What if innocents are involved? Does the government never make mistakes?
What if this power is abused now or in the future? The infrastructure and
culture of torture is in place: can it be adapted to the political?
Do we trust our governments with such
power?
Extraordinary Rendition
I'll
just leave here a word-for-word from the Wikipedia entry:
"Extraordinary
rendition and irregular
rendition are terms used to describe the apprehension and extrajudicial transfer of a person from
one state to another, and the term "torture by proxy" is used
by some critics to describe situations in which the U.S. has purportedly
transferred suspected terrorists to countries known to employ harsh
interrogation techniques that may rise to the level of torture."
2012 Defense Authorization Act
This
bill, signed into law by President Obama December 31, 2011, continues the
troublesome march away from basic freedoms Americans have taken for granted.
One could summarize the act as granting the federal government the right to
arrest and indefinitely detain through military powers, prisons, and courts
anyone it deemed a sufficient threat to the United States. Citizen, or non-citizen,
arrested abroad or on American soil. Without trial. By the military.
While
proponents argue that there are many restrictions and protections for
inappropriate use of this law, the point is that even laws before this that
granted far less powers to the government and military were often abused: one
has to be concerned that now legalizing snatches of citizens, their arrest and
detention without trial/due process indefinitely, all by the military outside
of normal channels of law enforcement, could potentially lead us down a very
dark path. Again, the worry is not that this power will be used to stop the
monsters that kill and destroy, but that (1) the innocent will be dragged into
the net, far more frequently than anyone will admit, and (2) the power will be
abused for political purposes by the unethical.
Defense
Authorization Act: Quotes Across the Political Spectrum
“It puts
every single American citizen at risk. We must stand up to tyranny
disguised as security.” - Senator Rand Paul, (R-KY)
"And
what we are talking about here is that Americans could be subjected to life
imprisonment without ever being charged, tried, or convicted of a crime,
without ever having an opportunity to prove their innocence to a judge or a
jury of their peers. And without the government ever having to prove their
guilt beyond a reasonable doubt. I think that denigrates the very
foundations of this country.” -Senator Al Franken, (D-Minn.)
"I
would also point out that these provisions raise serious questions as to
who we are as a society and what our Constitution seeks to protect." Senator Mark Udall, (D-Colo.)
"The
constitutional right to due process is fundamental to individual liberty, and
we must not sacrifice this right in the pursuit of perceived greater security.

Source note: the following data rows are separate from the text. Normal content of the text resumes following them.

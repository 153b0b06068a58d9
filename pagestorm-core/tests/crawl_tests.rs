// Tests for crawl orchestration

use pagestorm_core::crawl::{
    CrawlOptions, CrawlProgressCallback, DEFAULT_BASE_URL, DEFAULT_START_PATH, execute_crawl,
    extract_url_path, format_request_count,
};
use std::sync::{Arc, Mutex};
use wiremock::matchers::{method, path, query_param};
use wiremock::{Mock, MockServer, ResponseTemplate};

// ============================================================================
// Options Tests
// ============================================================================

#[test]
fn test_default_options_match_hardcoded_target() {
    let options = CrawlOptions::default();

    assert_eq!(options.base_url, "http://localhost:8080");
    assert_eq!(options.start_path, "/r/politics");
    assert_eq!(options.threads, 10);
    assert_eq!(options.timeout_secs, None);
    assert_eq!(options.max_pages, None);
    assert_eq!(options.comment_class, "post_comments");
    assert_eq!(options.next_accesskey, "N");
}

#[test]
fn test_start_url_is_concatenated() {
    let options = CrawlOptions::default();
    assert_eq!(options.start_url(), format!("{}{}", DEFAULT_BASE_URL, DEFAULT_START_PATH));
    assert_eq!(options.start_url(), "http://localhost:8080/r/politics");
}

#[test]
fn test_format_request_count() {
    assert_eq!(format_request_count(1), "Request count: 1");
    assert_eq!(format_request_count(1234), "Request count: 1234");
}

// ============================================================================
// URL Path Extraction Tests
// ============================================================================

#[test]
fn test_extract_url_path_root() {
    assert_eq!(extract_url_path("http://localhost:8080/"), "/");
    assert_eq!(extract_url_path("http://localhost:8080"), "/");
}

#[test]
fn test_extract_url_path_listing() {
    assert_eq!(extract_url_path("http://localhost:8080/r/politics"), "/r/politics");
}

#[test]
fn test_extract_url_path_drops_query_and_fragment() {
    assert_eq!(
        extract_url_path("http://localhost:8080/r/politics?after=t3_abc#top"),
        "/r/politics"
    );
}

#[test]
fn test_extract_url_path_invalid_url_passthrough() {
    assert_eq!(extract_url_path("not a url"), "not a url");
}

// ============================================================================
// execute_crawl Tests
// ============================================================================

fn html(body: &str) -> ResponseTemplate {
    ResponseTemplate::new(200)
        .insert_header("content-type", "text/html")
        .set_body_string(format!("<html><body>{}</body></html>", body))
}

fn collecting_callback() -> (CrawlProgressCallback, Arc<Mutex<Vec<String>>>) {
    let lines = Arc::new(Mutex::new(Vec::new()));
    let lines_clone = lines.clone();
    let callback: CrawlProgressCallback = Arc::new(move |msg: String| {
        lines_clone.lock().unwrap().push(msg);
    });
    (callback, lines)
}

#[tokio::test]
async fn test_execute_crawl_reports_every_request() {
    let mock_server = MockServer::start().await;

    Mock::given(method("GET"))
        .and(path("/r/politics"))
        .and(query_param("after", "2"))
        .respond_with(html("<p>end</p>"))
        .with_priority(1)
        .expect(1)
        .mount(&mock_server)
        .await;

    Mock::given(method("GET"))
        .and(path("/r/politics"))
        .respond_with(html(
            r#"<a class="post_comments" href="/comments/1">c</a>
               <a class="post_comments" href="/comments/2">c</a>
               <a accesskey="N" href="/r/politics?after=2">NEXT</a>"#,
        ))
        .expect(1)
        .mount(&mock_server)
        .await;

    Mock::given(method("GET"))
        .and(path("/comments/1"))
        .respond_with(html("thread"))
        .expect(1)
        .mount(&mock_server)
        .await;

    Mock::given(method("GET"))
        .and(path("/comments/2"))
        .respond_with(html("thread"))
        .expect(1)
        .mount(&mock_server)
        .await;

    let options = CrawlOptions {
        base_url: mock_server.uri(),
        ..CrawlOptions::default()
    };
    let (callback, lines) = collecting_callback();

    let summary = execute_crawl(options, Some(callback)).await.unwrap();

    assert_eq!(summary.start_url, format!("{}/r/politics", mock_server.uri()));
    assert_eq!(summary.pages_visited(), 2);
    assert_eq!(summary.comments_fetched(), 2);
    assert_eq!(summary.comments_failed(), 0);
    assert_eq!(summary.total_requests, 4);
    assert_eq!(summary.threads, 10);

    let lines = lines.lock().unwrap();
    assert_eq!(
        *lines,
        vec![
            "Request count: 1",
            "Request count: 2",
            "Request count: 3",
            "Request count: 4",
        ]
    );
}

#[tokio::test]
async fn test_execute_crawl_custom_markers_and_page_limit() {
    let mock_server = MockServer::start().await;

    Mock::given(method("GET"))
        .and(path("/forum"))
        .respond_with(html(
            r#"<a class="thread-link" href="/t/1">t</a>
               <a accesskey="J" href="/forum">more</a>"#,
        ))
        .expect(2)
        .mount(&mock_server)
        .await;

    Mock::given(method("GET"))
        .and(path("/t/1"))
        .respond_with(html("thread"))
        .expect(2)
        .mount(&mock_server)
        .await;

    let options = CrawlOptions {
        base_url: mock_server.uri(),
        start_path: "/forum".to_string(),
        threads: 3,
        max_pages: Some(2),
        comment_class: "thread-link".to_string(),
        next_accesskey: "J".to_string(),
        ..CrawlOptions::default()
    };

    let summary = execute_crawl(options, None).await.unwrap();

    assert_eq!(summary.pages_visited(), 2);
    assert_eq!(summary.total_requests, 4);
    assert_eq!(summary.threads, 3);
}

#[tokio::test]
async fn test_execute_crawl_invalid_base_url() {
    let options = CrawlOptions {
        base_url: "localhost".to_string(),
        ..CrawlOptions::default()
    };

    let result = execute_crawl(options, None).await;
    let err = result.unwrap_err();
    assert!(err.contains("Invalid URL"), "unexpected error: {}", err);
}

#[tokio::test]
async fn test_execute_crawl_unreachable_server_fails() {
    let options = CrawlOptions {
        base_url: "http://127.0.0.1:1".to_string(),
        timeout_secs: Some(5),
        ..CrawlOptions::default()
    };
    let (callback, lines) = collecting_callback();

    let result = execute_crawl(options, Some(callback)).await;

    assert!(result.is_err());
    assert!(lines.lock().unwrap().is_empty());
}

Without freedom there is no security." Senator Michael Lee, (R-UT)
The Obama/Holden Doctrine
Perhaps
one of the most shocking corollaries derived from the host of new security laws
passed over the last decade can be summed up in the opinions put forth by Obama's Attorney General Eric
Holder in 2012: namely, that the government is legally empowered to kill US
citizens without due process. From Holder's speech to
the University of Michigan:
"Let
me be clear: an operation using lethal force in a foreign country, targeted
against a U.S. citizen who is a senior operational leader of al Qaeda or
associated forces, and who is actively engaged in planning to kill Americans,
would be lawful...'Due process' and 'judicial process' are not one and the
same, particularly when it comes to national security. The Constitution
guarantees due process, not judicial process."
"The President and his underlings are
your accuser, your judge, your jury and your executioner all wrapped up in one,
acting in total secrecy and without your even knowing that he’s accused you and
sentenced you to death, and you have no opportunity even to know about, let
alone confront and address, his accusations; is
that not enough due process for you?"
- Glenn Greenwald
While
it will always be the case that there will be needs to act against real nasties
in fast ways, no matter who they are, it is another thing altogether to
enshrine a doctrine that some have called "state-sponsored
assassination". Killing an individual is the surest way to silence them.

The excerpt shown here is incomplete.